◆ WHAT IS BEING ASKED
Search the records for the word "nodes" and copy each line in which it appears.

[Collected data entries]
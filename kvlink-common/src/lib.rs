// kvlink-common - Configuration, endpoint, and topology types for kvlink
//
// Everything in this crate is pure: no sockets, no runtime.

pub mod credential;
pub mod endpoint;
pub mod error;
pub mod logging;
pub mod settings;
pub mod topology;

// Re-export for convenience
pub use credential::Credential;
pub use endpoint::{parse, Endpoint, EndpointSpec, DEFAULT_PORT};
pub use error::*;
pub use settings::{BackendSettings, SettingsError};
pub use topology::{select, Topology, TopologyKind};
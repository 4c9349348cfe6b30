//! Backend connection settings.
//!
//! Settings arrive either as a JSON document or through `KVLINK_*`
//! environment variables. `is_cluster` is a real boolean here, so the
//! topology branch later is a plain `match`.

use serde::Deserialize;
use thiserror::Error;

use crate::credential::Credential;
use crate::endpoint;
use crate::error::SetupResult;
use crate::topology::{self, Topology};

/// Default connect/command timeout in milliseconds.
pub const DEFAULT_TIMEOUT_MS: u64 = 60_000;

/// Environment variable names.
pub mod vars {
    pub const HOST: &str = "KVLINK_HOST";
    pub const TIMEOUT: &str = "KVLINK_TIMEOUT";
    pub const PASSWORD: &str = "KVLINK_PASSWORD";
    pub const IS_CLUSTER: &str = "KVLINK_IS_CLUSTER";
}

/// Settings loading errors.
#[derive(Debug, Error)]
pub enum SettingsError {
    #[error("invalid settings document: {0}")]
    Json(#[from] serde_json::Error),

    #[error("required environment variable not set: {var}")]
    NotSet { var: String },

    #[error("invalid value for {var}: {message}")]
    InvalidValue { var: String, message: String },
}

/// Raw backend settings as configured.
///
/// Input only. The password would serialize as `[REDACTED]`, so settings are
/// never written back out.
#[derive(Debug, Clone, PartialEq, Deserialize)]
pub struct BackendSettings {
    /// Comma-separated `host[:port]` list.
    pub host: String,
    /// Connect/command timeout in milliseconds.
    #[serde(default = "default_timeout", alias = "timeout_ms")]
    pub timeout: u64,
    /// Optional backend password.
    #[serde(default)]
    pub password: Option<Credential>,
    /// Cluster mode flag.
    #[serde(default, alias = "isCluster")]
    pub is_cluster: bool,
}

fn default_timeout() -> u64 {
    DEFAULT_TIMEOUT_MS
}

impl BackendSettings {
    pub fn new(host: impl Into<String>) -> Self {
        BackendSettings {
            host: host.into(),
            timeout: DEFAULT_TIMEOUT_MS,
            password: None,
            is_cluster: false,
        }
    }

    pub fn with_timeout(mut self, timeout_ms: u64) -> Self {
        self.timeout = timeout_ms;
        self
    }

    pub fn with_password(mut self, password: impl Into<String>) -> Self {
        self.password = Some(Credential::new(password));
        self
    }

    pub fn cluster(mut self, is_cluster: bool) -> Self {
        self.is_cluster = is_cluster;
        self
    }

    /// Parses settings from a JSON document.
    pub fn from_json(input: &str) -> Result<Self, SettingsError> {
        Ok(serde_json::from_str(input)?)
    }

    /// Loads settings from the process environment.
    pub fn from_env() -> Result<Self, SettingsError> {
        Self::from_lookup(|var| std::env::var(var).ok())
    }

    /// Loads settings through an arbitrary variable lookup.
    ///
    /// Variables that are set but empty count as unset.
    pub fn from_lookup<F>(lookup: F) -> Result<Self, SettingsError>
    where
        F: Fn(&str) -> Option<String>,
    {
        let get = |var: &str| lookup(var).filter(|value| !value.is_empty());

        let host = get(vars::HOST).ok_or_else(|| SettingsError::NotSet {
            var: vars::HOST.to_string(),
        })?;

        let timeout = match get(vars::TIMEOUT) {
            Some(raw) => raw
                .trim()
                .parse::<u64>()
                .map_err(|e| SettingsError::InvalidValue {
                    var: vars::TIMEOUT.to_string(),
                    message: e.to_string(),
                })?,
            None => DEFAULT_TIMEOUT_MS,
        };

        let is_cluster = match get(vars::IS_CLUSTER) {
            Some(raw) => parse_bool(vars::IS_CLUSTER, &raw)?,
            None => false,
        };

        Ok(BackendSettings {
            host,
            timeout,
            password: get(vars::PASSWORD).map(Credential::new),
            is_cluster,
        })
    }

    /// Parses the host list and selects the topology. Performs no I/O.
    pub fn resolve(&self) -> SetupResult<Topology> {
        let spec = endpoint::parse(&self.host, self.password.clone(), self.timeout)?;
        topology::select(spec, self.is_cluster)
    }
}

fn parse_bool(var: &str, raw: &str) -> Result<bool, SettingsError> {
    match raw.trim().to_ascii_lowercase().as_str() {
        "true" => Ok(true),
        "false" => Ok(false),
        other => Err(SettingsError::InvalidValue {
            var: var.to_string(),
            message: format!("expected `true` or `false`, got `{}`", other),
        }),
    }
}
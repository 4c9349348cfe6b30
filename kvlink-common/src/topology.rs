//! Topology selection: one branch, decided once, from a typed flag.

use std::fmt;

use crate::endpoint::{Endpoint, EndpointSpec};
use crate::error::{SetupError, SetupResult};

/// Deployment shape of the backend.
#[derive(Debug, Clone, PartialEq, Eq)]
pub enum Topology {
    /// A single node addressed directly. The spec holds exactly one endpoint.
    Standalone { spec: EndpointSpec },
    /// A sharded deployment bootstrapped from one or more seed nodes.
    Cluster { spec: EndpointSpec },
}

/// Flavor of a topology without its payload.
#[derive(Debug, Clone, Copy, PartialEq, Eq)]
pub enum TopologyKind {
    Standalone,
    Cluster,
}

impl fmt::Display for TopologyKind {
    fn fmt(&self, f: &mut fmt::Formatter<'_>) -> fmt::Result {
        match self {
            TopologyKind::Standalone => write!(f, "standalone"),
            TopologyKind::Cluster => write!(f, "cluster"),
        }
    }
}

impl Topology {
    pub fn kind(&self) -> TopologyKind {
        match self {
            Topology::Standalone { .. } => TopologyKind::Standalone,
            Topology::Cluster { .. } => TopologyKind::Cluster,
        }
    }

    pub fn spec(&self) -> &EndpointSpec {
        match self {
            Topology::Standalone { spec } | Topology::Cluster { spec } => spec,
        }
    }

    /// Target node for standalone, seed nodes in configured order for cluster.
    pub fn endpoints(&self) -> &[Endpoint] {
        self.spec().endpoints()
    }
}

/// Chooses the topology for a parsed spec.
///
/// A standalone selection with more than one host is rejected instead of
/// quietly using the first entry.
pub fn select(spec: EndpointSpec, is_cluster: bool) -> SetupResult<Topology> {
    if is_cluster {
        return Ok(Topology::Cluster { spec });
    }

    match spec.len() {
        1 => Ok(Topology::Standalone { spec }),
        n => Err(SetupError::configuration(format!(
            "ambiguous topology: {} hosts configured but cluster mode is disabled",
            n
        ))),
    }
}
--
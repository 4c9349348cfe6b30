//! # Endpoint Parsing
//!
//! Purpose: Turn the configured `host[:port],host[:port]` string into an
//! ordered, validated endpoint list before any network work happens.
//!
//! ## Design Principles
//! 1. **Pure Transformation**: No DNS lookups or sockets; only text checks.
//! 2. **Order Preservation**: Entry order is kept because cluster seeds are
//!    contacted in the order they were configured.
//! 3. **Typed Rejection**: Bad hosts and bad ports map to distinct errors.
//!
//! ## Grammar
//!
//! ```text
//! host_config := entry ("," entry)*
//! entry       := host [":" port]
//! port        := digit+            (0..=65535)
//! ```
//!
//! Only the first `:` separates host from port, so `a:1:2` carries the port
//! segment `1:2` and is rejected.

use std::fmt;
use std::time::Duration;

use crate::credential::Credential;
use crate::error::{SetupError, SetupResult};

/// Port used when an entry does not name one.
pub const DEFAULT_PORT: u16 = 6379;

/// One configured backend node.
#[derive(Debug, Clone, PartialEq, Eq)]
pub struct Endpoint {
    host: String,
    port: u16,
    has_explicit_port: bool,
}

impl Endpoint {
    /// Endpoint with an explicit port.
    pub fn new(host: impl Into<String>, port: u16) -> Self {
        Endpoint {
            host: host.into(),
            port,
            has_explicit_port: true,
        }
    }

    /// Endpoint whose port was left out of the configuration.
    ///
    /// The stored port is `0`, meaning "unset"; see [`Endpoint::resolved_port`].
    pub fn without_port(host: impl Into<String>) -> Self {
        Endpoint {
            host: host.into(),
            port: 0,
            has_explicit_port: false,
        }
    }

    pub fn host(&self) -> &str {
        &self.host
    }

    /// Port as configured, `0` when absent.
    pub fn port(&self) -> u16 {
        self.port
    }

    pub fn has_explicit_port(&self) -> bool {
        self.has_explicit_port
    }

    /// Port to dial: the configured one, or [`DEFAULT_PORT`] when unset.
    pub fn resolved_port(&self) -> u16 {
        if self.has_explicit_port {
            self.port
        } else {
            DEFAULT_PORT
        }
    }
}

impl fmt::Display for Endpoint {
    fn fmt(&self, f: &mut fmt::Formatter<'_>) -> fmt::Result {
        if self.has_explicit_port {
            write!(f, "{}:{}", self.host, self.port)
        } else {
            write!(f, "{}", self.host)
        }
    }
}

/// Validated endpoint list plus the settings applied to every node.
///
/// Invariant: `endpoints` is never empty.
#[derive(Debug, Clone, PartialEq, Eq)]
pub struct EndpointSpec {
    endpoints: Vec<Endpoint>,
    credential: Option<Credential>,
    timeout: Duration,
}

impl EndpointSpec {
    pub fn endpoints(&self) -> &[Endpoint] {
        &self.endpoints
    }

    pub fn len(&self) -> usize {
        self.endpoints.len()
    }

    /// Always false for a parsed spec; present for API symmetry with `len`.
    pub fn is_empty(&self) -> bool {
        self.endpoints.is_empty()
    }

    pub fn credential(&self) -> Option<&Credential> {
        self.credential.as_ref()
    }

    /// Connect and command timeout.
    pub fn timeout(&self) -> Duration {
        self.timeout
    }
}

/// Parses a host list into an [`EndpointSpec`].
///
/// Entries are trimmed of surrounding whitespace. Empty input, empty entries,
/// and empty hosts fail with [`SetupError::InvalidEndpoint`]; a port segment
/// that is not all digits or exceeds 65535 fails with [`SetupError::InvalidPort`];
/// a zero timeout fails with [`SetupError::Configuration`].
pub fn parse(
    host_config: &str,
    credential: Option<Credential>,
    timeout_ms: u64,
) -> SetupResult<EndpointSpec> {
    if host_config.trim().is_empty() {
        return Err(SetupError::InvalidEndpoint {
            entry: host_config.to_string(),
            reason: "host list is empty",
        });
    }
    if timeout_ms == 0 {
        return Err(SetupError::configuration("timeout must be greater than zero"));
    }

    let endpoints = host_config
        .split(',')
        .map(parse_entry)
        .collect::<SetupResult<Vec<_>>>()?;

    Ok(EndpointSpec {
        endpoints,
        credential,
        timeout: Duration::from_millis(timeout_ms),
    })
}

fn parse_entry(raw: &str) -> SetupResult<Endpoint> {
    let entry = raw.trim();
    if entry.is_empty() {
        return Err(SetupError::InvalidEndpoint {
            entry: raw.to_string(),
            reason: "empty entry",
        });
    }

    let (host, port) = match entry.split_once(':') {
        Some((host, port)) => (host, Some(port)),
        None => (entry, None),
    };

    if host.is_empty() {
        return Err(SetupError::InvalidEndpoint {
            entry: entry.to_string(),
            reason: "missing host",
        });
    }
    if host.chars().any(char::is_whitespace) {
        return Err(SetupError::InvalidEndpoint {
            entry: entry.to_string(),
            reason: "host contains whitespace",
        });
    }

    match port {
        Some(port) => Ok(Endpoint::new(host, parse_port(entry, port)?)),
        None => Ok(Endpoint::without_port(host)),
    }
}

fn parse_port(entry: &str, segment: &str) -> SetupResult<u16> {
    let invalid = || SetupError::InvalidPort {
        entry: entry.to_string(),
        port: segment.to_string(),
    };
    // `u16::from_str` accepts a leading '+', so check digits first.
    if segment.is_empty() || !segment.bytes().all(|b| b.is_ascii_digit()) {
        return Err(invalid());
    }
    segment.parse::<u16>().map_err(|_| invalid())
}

◆ SOLVED PROBLEM
    /// A sharded deployment bootstrapped from one or more seed nodes.
    /// Target node for standalone, seed nodes in configured order for cluster.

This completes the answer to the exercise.